A drunken art critic sabotages the launch of a new art movement by discouraging a major curator from buying a set of modern art installations. Incensed by his interference, the ‘New Brutalist Artists’ turn him into a piece of saleable art. But even this act of artistic terrorism fails to silence the Philistine.
The enfants terrible of the Art Scene are satirised in Dom Shaw’s short comedy movie ‘THE ART OF THE CRITIC’. The target is ‘conceptual art’ - sheep pickled in formaldehyde, unmade beds, empty rooms - all familiar to those who know nothing about art, but know what they like.
Production Designer Paul Zabihi, an artist himself, created some fine examples of visually arresting conceptual art and helped Shaw and Director of Photographer Nanu Segal to achieve some of the live action recreations of famous paintings that feature in the film. Audiences have amused themselves spotting many of the iconic images of Surrealism and the Renaissance. Magritte, Da Vinci, Munch and Warhol all play their part in influencing this mini gem of absurd humour and vicious satire.

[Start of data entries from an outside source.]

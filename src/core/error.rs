//! 核心错误处理模块

use axum::{
    http::{header, HeaderValue, StatusCode},
    response::{IntoResponse, Response},
    Json,
};
use std::time::Duration;
use thiserror::Error;
use tracing::{error, warn};

use super::response::Envelope;
use crate::infrastructure::store::StoreError;

/// JSON 响应统一使用的内容类型
pub const JSON_CONTENT_TYPE: &str = "application/json; charset=utf-8";

/// 核心错误类型
///
/// 在端点边界全部转换为 `ok:false` 信封，不会以传输层错误的形式泄漏。
#[derive(Debug, Error)]
pub enum CoreError {
    /// 字段缺失、索引越界等校验失败
    #[error("{0}")]
    Validation(String),
    /// 未知 action、无法解析的请求体
    #[error("{0}")]
    BadRequest(String),
    #[error("{0}")]
    MethodNotAllowed(String),
    #[error("storage failure: {0}")]
    Storage(#[from] StoreError),
    /// 存储在时限内没有响应，例如锁文件被其他进程占用
    #[error("storage did not respond within {}s", .0.as_secs_f64())]
    Timeout(Duration),
}

impl CoreError {
    pub fn status_code(&self) -> StatusCode {
        match self {
            CoreError::Validation(_) | CoreError::BadRequest(_) => StatusCode::BAD_REQUEST,
            CoreError::MethodNotAllowed(_) => StatusCode::METHOD_NOT_ALLOWED,
            CoreError::Storage(_) => StatusCode::INTERNAL_SERVER_ERROR,
            CoreError::Timeout(_) => StatusCode::SERVICE_UNAVAILABLE,
        }
    }
}

impl IntoResponse for CoreError {
    fn into_response(self) -> Response {
        let status = self.status_code();
        match &self {
            CoreError::Storage(_) | CoreError::Timeout(_) => error!(error = %self, "存储操作失败"),
            other => warn!(status = status.as_u16(), error = %other, "请求被拒绝"),
        }

        let body = Envelope::<()>::failure(self.to_string());
        json_response(status, body)
    }
}

/// 以显式的 `charset=utf-8` 内容类型输出 JSON
pub fn json_response<T: serde::Serialize>(status: StatusCode, body: T) -> Response {
    let mut response = (status, Json(body)).into_response();
    response.headers_mut().insert(
        header::CONTENT_TYPE,
        HeaderValue::from_static(JSON_CONTENT_TYPE),
    );
    response
}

‘I’m not criticising conceptual works in themselves’ says award winning director Shaw, ‘I love a well executed and genuinely arresting piece of work. But what I am making fun of, are some of the lazy excuses for art that have gained praise from critics who really should know better. The joy of the subject is that everyone has an opinion on art – particularly bad art – and this film expresses those prejudices in a comedic way.’

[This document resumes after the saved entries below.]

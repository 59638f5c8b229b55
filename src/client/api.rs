//! 端点客户端

use async_trait::async_trait;
use serde::Serialize;
use thiserror::Error;
use tracing::debug;

use crate::app::users::model::{NewUser, User};
use crate::core::response::Envelope;

#[derive(Debug, Error)]
pub enum ClientError {
    /// 服务器返回 `ok:false`；没有错误文本时由调用方决定兜底提示
    #[error("{}", .0.as_deref().unwrap_or("request rejected by server"))]
    Rejected(Option<String>),
    #[error("{0}")]
    Transport(#[from] reqwest::Error),
    #[error("invalid response: {0}")]
    InvalidResponse(String),
}

impl ClientError {
    /// 面向用户的提示：优先使用服务器给出的错误文本
    pub fn message_or(&self, fallback: &str) -> String {
        match self {
            ClientError::Rejected(Some(text)) if !text.is_empty() => text.clone(),
            ClientError::Rejected(_) => fallback.to_string(),
            other => other.to_string(),
        }
    }
}

/// 用户目录端点的三个操作，成功时都返回完整集合
#[async_trait]
pub trait ApiClient: Send + Sync {
    async fn list(&self) -> Result<Vec<User>, ClientError>;
    async fn create(&self, user: &NewUser) -> Result<Vec<User>, ClientError>;
    async fn delete(&self, index: i64) -> Result<Vec<User>, ClientError>;
}

/// 信封转结果
pub fn open_envelope(envelope: Envelope<Vec<User>>) -> Result<Vec<User>, ClientError> {
    if envelope.ok {
        Ok(envelope.data.unwrap_or_default())
    } else {
        Err(ClientError::Rejected(envelope.error))
    }
}

#[derive(Serialize)]
struct DeleteBody {
    index: i64,
}

/// 基于 reqwest 的实现
#[derive(Clone)]
pub struct HttpApiClient {
    client: reqwest::Client,
    endpoint: String,
}

impl HttpApiClient {
    /// `base_url` 形如 `http://127.0.0.1:3000`，`api_path` 形如 `/api`
    pub fn new(base_url: &str, api_path: &str) -> Self {
        Self::with_client(reqwest::Client::new(), base_url, api_path)
    }

    pub fn with_client(client: reqwest::Client, base_url: &str, api_path: &str) -> Self {
        Self {
            client,
            endpoint: format!("{}{}", base_url.trim_end_matches('/'), api_path),
        }
    }

    pub fn endpoint(&self) -> &str {
        &self.endpoint
    }

    fn url(&self, action: &str) -> String {
        format!("{}?action={}", self.endpoint, action)
    }

    async fn read(response: reqwest::Response) -> Result<Vec<User>, ClientError> {
        let status = response.status();
        let body = response.bytes().await?;
        debug!(%status, bytes = body.len(), "收到响应");
        let envelope: Envelope<Vec<User>> = serde_json::from_slice(&body)
            .map_err(|e| ClientError::InvalidResponse(format!("{status}: {e}")))?;
        open_envelope(envelope)
    }
}

#[async_trait]
impl ApiClient for HttpApiClient {
    async fn list(&self) -> Result<Vec<User>, ClientError> {
        let response = self.client.get(self.url("list")).send().await?;
        Self::read(response).await
    }

    async fn create(&self, user: &NewUser) -> Result<Vec<User>, ClientError> {
        let response = self
            .client
            .post(self.url("create"))
            .json(user)
            .send()
            .await?;
        Self::read(response).await
    }

    async fn delete(&self, index: i64) -> Result<Vec<User>, ClientError> {
        let response = self
            .client
            .post(self.url("delete"))
            .json(&DeleteBody { index })
            .send()
            .await?;
        Self::read(response).await
    }
}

But the film is in no way a blanket condemnation of bad artists. Pretentious critics also get their just desserts in a twist that will delight, disturb and amuse audiences across the globe. Shaw wanted to create a kind of obnoxious, archaic bohemian who disrupted a modern art movement and ended up as it’s most striking exhibit. The part required an actor who could look like a dishevelled slob with an air of dissipation. Working long hours as writer, co-producer, director and star, Shaw maintains ‘By the end of Day One, very little make-up was required to achieve the desired effect.’

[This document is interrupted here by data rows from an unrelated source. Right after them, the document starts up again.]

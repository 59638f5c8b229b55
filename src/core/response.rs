//! 核心响应处理模块

use serde::{Deserialize, Serialize};

/// API 响应信封
///
/// 所有响应都是 `{ok, data?, error?}`。成功时携带完整的当前集合，
/// 失败时只携带错误描述。
#[derive(Debug, Clone, PartialEq, Eq, Serialize, Deserialize)]
pub struct Envelope<T> {
    pub ok: bool,
    #[serde(default, skip_serializing_if = "Option::is_none")]
    pub data: Option<T>,
    #[serde(default, skip_serializing_if = "Option::is_none")]
    pub error: Option<String>,
}

impl<T> Envelope<T> {
    pub fn success(data: T) -> Self {
        Self {
            ok: true,
            data: Some(data),
            error: None,
        }
    }

    pub fn failure(message: impl Into<String>) -> Self {
        Self {
            ok: false,
            data: None,
            error: Some(message.into()),
        }
    }
}

#[cfg(test)]
mod tests {
    use super::*;

    #[test]
    fn failure_omits_data() {
        let json = serde_json::to_value(Envelope::<Vec<u8>>::failure("boom")).unwrap();
        assert_eq!(json, serde_json::json!({"ok": false, "error": "boom"}));
    }

    #[test]
    fn success_omits_error() {
        let json = serde_json::to_value(Envelope::success(vec![1, 2])).unwrap();
        assert_eq!(json, serde_json::json!({"ok": true, "data": [1, 2]}));
    }
}
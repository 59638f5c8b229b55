//! 应用层

pub mod users;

Millionaire financier and former head of London’s Institute of Contemporary Art Ivan Massow, who was fired for calling conceptual art ‘talentless, craftless tat’ saw the film and declared ‘Fantastic! I really enjoyed this film. Re-watching it as I write, laughing. ‘
The film itself, saturated in colour, light and startling design, now qualifies as a genuine limited edition. ‘I’m aware of the irony of making a ten minute film that could qualify as a conceptual art installation’ laughs Shaw ‘perhaps I should sign it.’